Google hasn't been very helpful... I've tried searching but i cant find anything but DCC which i don't have the $$$ for.

i DO have a drawer full of switches and relays...

I had to give up my space for a layout, and I'm moving to a wall mounted run, and I'd like to know how to mechanically auto reverse... i just don't get how it works....

any input would be greatly appreciated.

I just have standard 2 rail HO track and non-dcc engines.

Thanks!

really im just trying not to spend 50 bucks to make it go back and forth, im sure i can do it with what ive got...


----------



## DonR (Oct 18, 2012)

Hey Santa Fe

My layout is all Santa Fe by default...my first locos had that road name
and it stuck...basically the setting is in a Southwestern valley.

But as to your auto reversing.

Not sure what you want to do. Can you explain more
precisely how your idea would play out?

Auto reversing can be done easily with relays but they will require some sort of
'sensing' the presence of the train at the points where you want to reverse.
There are a number of ways to do that. But likely from what you say
you have on hand what you'll need.

It's simple on DC. The relay reverses track polarity and train goes
back where it came from then again trips a sensor; track polarity
again reverses to send train to starting point over and over again. 

There is a thread here on the Forum where a poster wanted to do this
with a trolley. Some posts on that thread may be of help to you.

Give us more info and let's see if you can get 'er done.

Don


----------



## santafealltheway (Nov 27, 2012)

*details*

so i just have a straight run across my wall, about a 50 foot line.

i just want it to go back and forth, and while it would be nice to have a delay at each end, it's not really important.

I was thinking using a micro switch at each end to trip a relay? or something?

It's just bachmann ez-track and the cheap santa fe engine with some cars.

i just dont wanna shell out 50 bucks for the chip and sensors at caboose hobbies.

my main issue is that i dont really understand electricity...

so any ideas are appreciated..


----------



## gunrunnerjohn (Nov 10, 2010)

If you can't build simple circuits, the $50 is looking like the attractive option.


----------



## DonR (Oct 18, 2012)

It can be done easily.

You need a micro switch tripped by loco or end car at each end of your track.

You would need a latching relay with double pole, double throw contacts DPDT.
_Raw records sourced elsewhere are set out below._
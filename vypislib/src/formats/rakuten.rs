//! Форматы Rakuten: расчётный счёт и дебетовая карта JCB.

use std::sync::LazyLock;

use regex::Regex;
use rust_decimal::Decimal;

use crate::error::{Result, VypisError};
use crate::rows::{
    cell_amount, neg_part, pos_part, DateSpec, FormatSpec, Row, TextEncoding, TextRule,
};

// Описание JCB-дебета: «JCBデビット A0000001 0000000000000001».
static JCB_RE: LazyLock<Regex> = LazyLock::new(|| {
    Regex::new(
        r"^(?P<description>JCBデビット) (?P<mode>[AB])(?P<number>\d{7}) (?P<reference>\d{16})$",
    )
    .unwrap()
});

/// Выделяет из описания номер подтверждения JCB либо возвращает текст как есть.
pub fn try_jcb(text: &str, return_number: bool) -> String {
    match JCB_RE.captures(text) {
        Some(caps) => {
            if return_number {
                caps["number"].to_string()
            } else {
                format!(
                    "{} {} {}",
                    &caps["description"], &caps["mode"], &caps["reference"]
                )
            }
        }
        None => {
            if return_number {
                String::new()
            } else {
                text.to_string()
            }
        }
    }
}

fn jcb_number(row: &Row) -> Result<String> {
    Ok(try_jcb(row.get("入出金先内容")?.trim(), true))
}

fn jcb_description(row: &Row) -> Result<String> {
    Ok(try_jcb(row.get("入出金先内容")?.trim(), false))
}

fn flow_withdrawal(row: &Row) -> Result<Decimal> {
    Ok(neg_part(cell_amount(row, "入出金(円)")?))
}

fn flow_deposit(row: &Row) -> Result<Decimal> {
    Ok(pos_part(cell_amount(row, "入出金(円)")?))
}

fn charge_withdrawal(row: &Row) -> Result<Decimal> {
    Ok(pos_part(cell_amount(row, "ご利用金額（円）")?))
}

fn charge_deposit(row: &Row) -> Result<Decimal> {
    Ok(neg_part(cell_amount(row, "ご利用金額（円）")?))
}

/// Сводит сведения о валюте покупки в одно поле memo.
fn conversion_info(row: &Row) -> Result<String> {
    match row.get("使用地域")?.trim() {
        "国内" => Ok("Domestic".to_string()),
        "海外" => Ok(format!(
            "Local: {} {}, Rate: {}",
            row.get("現地通貨額")?.trim(),
            row.get("通貨略称")?.trim(),
            row.get("換算レート")?.trim(),
        )),
        other => Err(VypisError::Format(format!("unknown region: {other}"))),
    }
}

pub static V1: FormatSpec = FormatSpec {
    encoding: TextEncoding::ShiftJis,
    delimiter: b',',
    skip: 0,
    columns: &["取引日", "入出金(円)", "入出金先内容"],
    date: DateSpec::Column {
        field: "取引日",
        fmt: "%Y%m%d",
    },
    num: TextRule::With(jcb_number),
    description: TextRule::With(jcb_description),
    memo: TextRule::Empty,
    withdrawal: flow_withdrawal,
    deposit: flow_deposit,
};

/// У карты положительная сумма — трата, полярность обращается к канонической.
pub static JCB_V1: FormatSpec = FormatSpec {
    encoding: TextEncoding::ShiftJis,
    delimiter: b',',
    skip: 0,
    columns: &["ご利用日", "ご利用先", "ご利用金額（円）", "承認番号", "使用地域"],
    date: DateSpec::Column {
        field: "ご利用日",
        fmt: "%Y%m%d",
    },
    num: TextRule::Column("承認番号"),
    description: TextRule::Column("ご利用先"),
    memo: TextRule::With(conversion_info),
    withdrawal: charge_withdrawal,
    deposit: charge_deposit,
};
There are different designs for latching relays so the actual connections
would depend on how it operates.

The track is connected to the center tabs of the relay contacts.
Power pack supply is connected to the tabs at one end. 
Then wire Left tab from power pack to Right tab other end of contacrts.
Wire Right tab from power pack to Left tab at other end. This forms an X. 

Thus:

The train is reversed when it hits microswitch triggering relay. The relay operates and reverses polarity on the track. The train goes the other way until it hits microswitch
on other end and again triggers relay and train returns...and so on endlessly thru the night.

It's that simple.

You say you have a bunch of relays. Are any latching? By latching I mean when
the coil is triggered the moving part changes the contacts and MAINTAINS that contact
even after coil is de-energized.

Normal relays change contacts ONLY while coil is engergized.

Don


----------



## santafealltheway (Nov 27, 2012)

excellent... i just didnt know if it was possible..but i was sure there was a non computerized way of doing things. a "Latching DPDT" relay you say. alright. and i just wire the double throw up to the rails in opposite polarity?


----------



## DonR (Oct 18, 2012)

santafealltheway;. and i just wire the double throw up to the rails in opposite polarity?[/QUOTE said:


> Not sure what you mean...but:
> 
> The track lead is connected to the CENTER tabs on the relay. Both Power Pack
> feeds to one end...and the inverse of the power pack feeds to the other...the
> ...


----------



## santafealltheway (Nov 27, 2012)

Thats pretty much what i meant. any idea where i could find one around town? i dislike online shopping.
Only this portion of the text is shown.